Valiant rat Magawa is so small that his medal had to be custom cast, to attach to the little harness he wears while clearing landmines.

Published: September 29, 2020 8:28pm

Updated: September 29, 2020 11:44pm

A British animal charity awarded its highest Gold Medal for valor to a squeaking, bewhiskered rodent in honor of the tiny creature's work detecting landmines in Cambodia. The brown-furred Magawa, nearly six years old, is credited with sniffing out 39 landmines and 28 items of unexploded ordnance, and is the first rat to be recognized for heroism by the People's Dispensary for Sick Animals (PDSA).

"Magawa's life-changing work has had a direct impact on the lives of many men, women and children in Cambodia affected by landmines," said PDSA director-general Jan McLoughlin at a virtual ceremony on Friday. "Every discovery he makes reduces the risk of injury or death for local people."

Magawa is so small that his medal had to be custom cast, to attach to the little harness he wears while hunting for mines.

The work is especially important in Cambodia, PDSA noted, because the landscape there is littered with about 3 million landmines from past wars. Hidden mines have caused more than 60,000 casualties, the group reports.

Magawa's work consists of patrolling mine-infested fields for some 30 minutes a day, and scratching the ground when he smells explosives. Because he is so light — weighing less than three pounds — Magawa does not trigger the device to blow up. But his scratching alerts his handler, and prompts others to carefully unearth and disarm the mine.

Over the course of his career, Magawa has helped clear more than 35 acres of land, PDSA said.

"Magawa has been detecting landmines for the past five years," the group wrote in a statement. "He completely ignores any scrap metal lying around and so is much faster at finding landmines than people would be. He can search the area of a tennis court in 30 minutes, something that would take a human with a metal detector up to four days."
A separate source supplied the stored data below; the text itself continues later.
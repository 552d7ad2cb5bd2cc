//! Radix tree for segment-wise route matching.
//!
//! Each node stands for one path segment. Literal children are tried before
//! capture children, and capture children in the order they were first
//! registered; a failed branch backtracks so a later capture can still match.
//! Routes live on terminal nodes as `(method, route)` pairs in registration
//! order.
//!
//! ## Example
//!
//! ```rust,ignore
//! let mut tree = RadixTree::new();
//! tree.insert(&PathPattern::parse("/users/{id}")?, Method::GET, route)?;
//!
//! let mut params = ParamVec::new();
//! let found = tree.search(&Method::GET, &path_segments("/users/123"), &mut params);
//! ```

use std::sync::Arc;

use http::Method;
use regex::Regex;

use super::pattern::{compile_constraint, PathPattern, Segment};
use crate::compiler::CompiledRoute;
use crate::message::ParamVec;

/// Matcher for a capture segment.
#[derive(Debug, Clone)]
struct Capture {
    name: Arc<str>,
    constraint: Option<String>,
    regex: Option<Regex>,
}

impl Capture {
    fn matches(&self, segment: &str) -> bool {
        self.regex.as_ref().map_or(true, |re| re.is_match(segment))
    }
}

#[derive(Debug, Clone, Default)]
struct RadixNode {
    /// Literal text of this node; empty for capture nodes and the root.
    segment: String,
    capture: Option<Capture>,
    routes: Vec<(Method, Arc<CompiledRoute>)>,
    children: Vec<RadixNode>,
    capture_children: Vec<RadixNode>,
}

impl RadixNode {
    fn literal(segment: &str) -> Self {
        Self {
            segment: segment.to_string(),
            ..Self::default()
        }
    }

    fn insert(
        &mut self,
        segments: &[Segment],
        method: Method,
        route: Arc<CompiledRoute>,
    ) -> Result<(), InsertError> {
        let Some((segment, remaining)) = segments.split_first() else {
            if self.routes.iter().any(|(m, _)| *m == method) {
                return Err(InsertError::Duplicate);
            }
            self.routes.push((method, route));
            return Ok(());
        };

        match segment {
            Segment::Literal(text) => {
                let idx = match self.children.iter().position(|c| &c.segment == text) {
                    Some(idx) => idx,
                    None => {
                        self.children.push(RadixNode::literal(text));
                        self.children.len() - 1
                    }
                };
                self.children[idx].insert(remaining, method, route)
            }
            Segment::Capture { name, constraint } => {
                let existing = self.capture_children.iter().position(|c| {
                    c.capture
                        .as_ref()
                        .is_some_and(|cap| {
                            cap.name.as_ref() == name && &cap.constraint == constraint
                        })
                });
                let idx = match existing {
                    Some(idx) => idx,
                    None => {
                        let regex = constraint
                            .as_deref()
                            .map(compile_constraint)
                            .transpose()
                            .map_err(|e| InsertError::Constraint(e.to_string()))?;
                        self.capture_children.push(RadixNode {
                            capture: Some(Capture {
                                name: Arc::from(name.as_str()),
                                constraint: constraint.clone(),
                                regex,
                            }),
                            ..RadixNode::default()
                        });
                        self.capture_children.len() - 1
                    }
                };
                self.capture_children[idx].insert(remaining, method, route)
            }
        }
    }

    fn search(
        &self,
        segments: &[&str],
        method: &Method,
        params: &mut ParamVec,
    ) -> Option<Arc<CompiledRoute>> {
        let Some((segment, remaining)) = segments.split_first() else {
            return self
                .routes
                .iter()
                .find(|(m, _)| m == method)
                .map(|(_, route)| Arc::clone(route));
        };

        for child in &self.children {
            if child.segment == *segment {
                if let Some(route) = child.search(remaining, method, params) {
                    return Some(route);
                }
            }
        }

        for child in &self.capture_children {
            let Some(capture) = &child.capture else { continue };
            if !capture.matches(segment) {
                continue;
            }
            params.push((Arc::clone(&capture.name), decode(segment)));
            if let Some(route) = child.search(remaining, method, params) {
                return Some(route);
            }
            params.pop();
        }

        None
    }

    /// Collect every method registered on any branch matching `segments`.
    fn collect_methods(&self, segments: &[&str], allowed: &mut Vec<Method>) {
        let Some((segment, remaining)) = segments.split_first() else {
            for (method, _) in &self.routes {
                if !allowed.contains(method) {
                    allowed.push(method.clone());
                }
            }
            return;
        };

        for child in &self.children {
            if child.segment == *segment {
                child.collect_methods(remaining, allowed);
            }
        }
        for child in &self.capture_children {
            if child.capture.as_ref().is_some_and(|c| c.matches(segment)) {
                child.collect_methods(remaining, allowed);
            }
        }
    }
}

fn decode(segment: &str) -> String {
    urlencoding::decode(segment)
        .map(|s| s.into_owned())
        .unwrap_or_else(|_| segment.to_string())
}

/// Split a request path into non-empty segments.
pub(crate) fn path_segments(path: &str) -> Vec<&str> {
    path.split('/').filter(|s| !s.is_empty()).collect()
}

#[derive(Debug)]
pub(crate) enum InsertError {
    Duplicate,
    Constraint(String),
}

/// Radix tree keyed by path segments.
#[derive(Debug, Clone, Default)]
pub(crate) struct RadixTree {
    root: RadixNode,
}

impl RadixTree {
    pub(crate) fn new() -> Self {
        Self::default()
    }

    pub(crate) fn insert(
        &mut self,
        pattern: &PathPattern,
        method: Method,
        route: Arc<CompiledRoute>,
    ) -> Result<(), InsertError> {
        self.root.insert(pattern.segments(), method, route)
    }

    pub(crate) fn search(
        &self,
        method: &Method,
        segments: &[&str],
        params: &mut ParamVec,
    ) -> Option<Arc<CompiledRoute>> {
        self.root.search(segments, method, params)
    }

    pub(crate) fn allowed_methods(&self, segments: &[&str]) -> Vec<Method> {
        let mut allowed = Vec::new();
        self.root.collect_methods(segments, &mut allowed);
        allowed
    }
}

#[cfg(test)]
mod tests {
    use super::*;
    use crate::compiler::DispatchTarget;
    use crate::declaration::HttpMethod;

    fn route(method: HttpMethod, path: &str, handler: &str) -> Arc<CompiledRoute> {
        Arc::new(CompiledRoute {
            method,
            path: path.to_string(),
            target: DispatchTarget::Function {
                name: handler.to_string(),
                vars: Vec::new(),
            },
            middlewares: Vec::new(),
        })
    }

    fn tree(routes: &[(HttpMethod, &str, &str)]) -> RadixTree {
        let mut tree = RadixTree::new();
        for (method, path, handler) in routes {
            let pattern = PathPattern::parse(path).unwrap();
            tree.insert(&pattern, (*method).into(), route(*method, path, handler))
                .unwrap();
        }
        tree
    }

    fn find(tree: &RadixTree, method: Method, path: &str) -> Option<(String, ParamVec)> {
        let mut params = ParamVec::new();
        tree.search(&method, &path_segments(path), &mut params).map(|r| match &r.target {
            DispatchTarget::Function { name, .. } => (name.clone(), params),
            DispatchTarget::Controller { method, .. } => (method.clone(), params),
        })
    }

    #[test]
    fn test_simple_route() {
        let t = tree(&[(HttpMethod::Get, "/health", "health_check")]);
        let (name, params) = find(&t, Method::GET, "/health").unwrap();
        assert_eq!(name, "health_check");
        assert!(params.is_empty());
    }

    #[test]
    fn test_multiple_parameters_in_order() {
        let t = tree(&[(HttpMethod::Get, "/users/{user_id}/posts/{post_id}", "get_post")]);
        let (_, params) = find(&t, Method::GET, "/users/123/posts/456").unwrap();
        let names: Vec<&str> = params.iter().map(|(k, _)| k.as_ref()).collect();
        assert_eq!(names, vec!["user_id", "post_id"]);
        assert_eq!(params[0].1, "123");
        assert_eq!(params[1].1, "456");
    }

    #[test]
    fn test_literal_preferred_over_capture() {
        let t = tree(&[
            (HttpMethod::Get, "/users/{id}", "get_user"),
            (HttpMethod::Get, "/users/me", "get_me"),
        ]);
        assert_eq!(find(&t, Method::GET, "/users/me").unwrap().0, "get_me");
        assert_eq!(find(&t, Method::GET, "/users/7").unwrap().0, "get_user");
    }

    #[test]
    fn test_constraint_and_backtracking() {
        let t = tree(&[
            (HttpMethod::Get, r"/items/{id:\d+}", "by_id"),
            (HttpMethod::Get, "/items/{slug}", "by_slug"),
            (HttpMethod::Get, "/items/special/edit", "edit_special"),
        ]);
        assert_eq!(find(&t, Method::GET, "/items/42").unwrap().0, "by_id");
        assert_eq!(find(&t, Method::GET, "/items/abc").unwrap().0, "by_slug");
        // literal branch fails at depth 2, capture branch takes over
        assert_eq!(find(&t, Method::GET, "/items/special").unwrap().0, "by_slug");
        assert_eq!(find(&t, Method::GET, "/items/special/edit").unwrap().0, "edit_special");
    }

    #[test]
    fn test_first_registered_capture_wins() {
        let t = tree(&[
            (HttpMethod::Get, "/a/{first}", "first"),
            (HttpMethod::Get, "/a/{second}", "second"),
        ]);
        assert_eq!(find(&t, Method::GET, "/a/x").unwrap().0, "first");
    }

    #[test]
    fn test_percent_decoded_values() {
        let t = tree(&[(HttpMethod::Get, "/files/{name}", "file")]);
        let (_, params) = find(&t, Method::GET, "/files/a%20b.txt").unwrap();
        assert_eq!(params[0].1, "a b.txt");
    }

    #[test]
    fn test_root_and_trailing_slash() {
        let t = tree(&[(HttpMethod::Post, "", "root"), (HttpMethod::Get, "/list", "list")]);
        assert_eq!(find(&t, Method::POST, "").unwrap().0, "root");
        assert_eq!(find(&t, Method::POST, "/").unwrap().0, "root");
        assert_eq!(find(&t, Method::GET, "/list/").unwrap().0, "list");
    }

    #[test]
    fn test_allowed_methods_union_without_duplicates() {
        let t = tree(&[
            (HttpMethod::Get, "/items/{id}", "get"),
            (HttpMethod::Delete, "/items/{id}", "delete"),
            (HttpMethod::Put, "/items/special", "put_special"),
            (HttpMethod::Get, "/items/special", "get_special"),
        ]);
        let allowed = t.allowed_methods(&path_segments("/items/special"));
        assert_eq!(allowed, vec![Method::PUT, Method::GET, Method::DELETE]);
    }

    #[test]
    fn test_duplicate_insert_rejected() {
        let mut t = tree(&[(HttpMethod::Get, "/x", "a")]);
        let pattern = PathPattern::parse("/x").unwrap();
        let err = t.insert(&pattern, Method::GET, route(HttpMethod::Get, "/x", "b"));
        assert!(matches!(err, Err(InsertError::Duplicate)));
    }
}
Magawa, whose official job title is HeroRAT, is an African giant pouched rat who was born in 2014 at an anti-landmine training center in Tanzania. The center, APOPO (an acronym for the Dutch translation of "Anti-Personnel Landmines Detection Product Development") trains rats to detect tuberculosis and landmines.

Like others in his rat pack, Magawa was trained to associate the smell of explosives with receiving a prize.

"We use clicker training to teach rats like Magawa to scratch at the ground above a landmine," APOPO's CEO, Christophe Cox, said in a statement. "During training they hear a 'click' and receive a tasty food reward for finding the correct target scent."

When Magawa completed his training in Tanzania, he went to work in Cambodia. There, he became APOPO's most successful HeroRAT — and staked his place among valiant animals. 

The PDSA has awarded its Gold Medal for outstanding bravery to 29 other civilian animals — all of them dogs who showed courage while working with police, or who saved their human families from perils such as house fires or intruders.

The medal is inscribed with these words: "For animal gallantry or devotion to duty."